Items from a data source
######
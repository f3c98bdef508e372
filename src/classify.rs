// Copyright 2017 Tristam MacDonald
//
// Licensed under the Apache License, Version 2.0 (the "License");
// you may not use this file except in compliance with the License.
// You may obtain a copy of the License at
//
//     http://www.apache.org/licenses/LICENSE-2.0
//
// Unless required by applicable law or agreed to in writing, software
// distributed under the License is distributed on an "AS IS" BASIS,
// WITHOUT WARRANTIES OR CONDITIONS OF ANY KIND, either express or implied.
// See the License for the specific language governing permissions and
// limitations under the License.

//! Stage 2: classify each cell by which of its corners lie above the level.
//!
//! Grounded on `MarchingCuPy/VolumeTypes.py` / `MarchingNumPy/VolumeTypes.py`:
//! `types[volume_test[slice_i]] |= 1 << i` applied once per corner, in bulk
//! over the whole grid rather than per cell.

use crate::error::MarchingError;
use ndarray::{ArrayD, IxDyn, Slice};

/// Bulk-classifies every cell of `volume_test` against `corners`, a table
/// whose `k`-th entry is the 0/1 offset of corner `k` along each axis (0 =
/// low side of the cell, 1 = high side). Bit `k` of the result is set
/// wherever that corner's `volume_test` value is true.
pub fn classify(
    volume_test: &ArrayD<bool>,
    corners: &[&[u8]],
) -> Result<ArrayD<u16>, MarchingError> {
    let max_type = (1u32 << corners.len()) - 1;
    if max_type > u16::MAX as u32 {
        return Err(MarchingError::TypeTooNarrow {
            max_type,
            max_representable: u16::MAX as u32,
        });
    }

    let nd = volume_test.ndim();
    let cell_shape: Vec<usize> = volume_test.shape().iter().map(|&n| n - 1).collect();
    let mut types = ArrayD::<u16>::zeros(IxDyn(&cell_shape));

    for (bit, corner) in corners.iter().enumerate() {
        if corner.len() != nd {
            return Err(MarchingError::InvalidInput(format!(
                "corner {} has {} components, expected {}",
                bit,
                corner.len(),
                nd
            )));
        }
        let slice = volume_test.slice_each_axis(|ax| {
            let len = ax.len as isize;
            if corner[ax.axis.index()] == 0 {
                Slice::from(0..len - 1)
            } else {
                Slice::from(1..len)
            }
        });
        let flag = 1u16 << bit;
        ndarray::Zip::from(&mut types)
            .and(&slice)
            .for_each(|t, &v| {
                if v {
                    *t |= flag;
                }
            });
    }

    log::debug!(
        "classify: {} cells over {} corners",
        types.len(),
        corners.len()
    );
    Ok(types)
}

#[cfg(test)]
mod tests {
    use super::*;
    use ndarray::arr2;

    const SQUARE_CORNERS: [&[u8]; 4] = [&[0, 0], &[1, 0], &[1, 1], &[0, 1]];

    #[test]
    fn s1_single_segment_square() {
        // S1: volume = [[1,1],[1,-1]] -> only corner (1,1) (bit 2) is below,
        // so the (0,0) cell has bits 0,1,3 set (value 1+2+8=11) i.e type 11...
        // recompute: volume_test = [[T,T],[T,F]], corner bits:
        // (0,0)->T bit0, (1,0)->T bit1, (1,1)->F, (0,1)->T bit3 => type = 1+2+8 = 11
        let volume = arr2(&[[1.0, 1.0], [1.0, -1.0]]);
        let test = volume.mapv(|v| v >= 0.0).into_dyn();
        let types = classify(&test, &SQUARE_CORNERS).unwrap();
        assert_eq!(types[[0, 0]], 11);
    }

    #[test]
    fn rejects_too_many_corners_for_u16() {
        let test = ArrayD::<bool>::from_elem(IxDyn(&[2, 2]), true);
        let corners: Vec<&[u8]> = (0..17).map(|_| &[0u8, 0u8][..]).collect();
        let err = classify(&test, &corners).unwrap_err();
        assert!(matches!(err, MarchingError::TypeTooNarrow { .. }));
    }

    #[test]
    fn all_above_level_gives_max_type() {
        let test = ArrayD::<bool>::from_elem(IxDyn(&[3, 3]), true);
        let types = classify(&test, &SQUARE_CORNERS).unwrap();
        assert!(types.iter().all(|&t| t == 15));
    }

    #[test]
    fn all_below_level_gives_zero_type() {
        let test = ArrayD::<bool>::from_elem(IxDyn(&[3, 3]), false);
        let types = classify(&test, &SQUARE_CORNERS).unwrap();
        assert!(types.iter().all(|&t| t == 0));
    }
}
######
*Problem details*
What lines in the data above carry "TypeTooNarrow"? Return them all.

*Worked solution*
        return Err(MarchingError::TypeTooNarrow {
        assert!(matches!(err, MarchingError::TypeTooNarrow { .. }));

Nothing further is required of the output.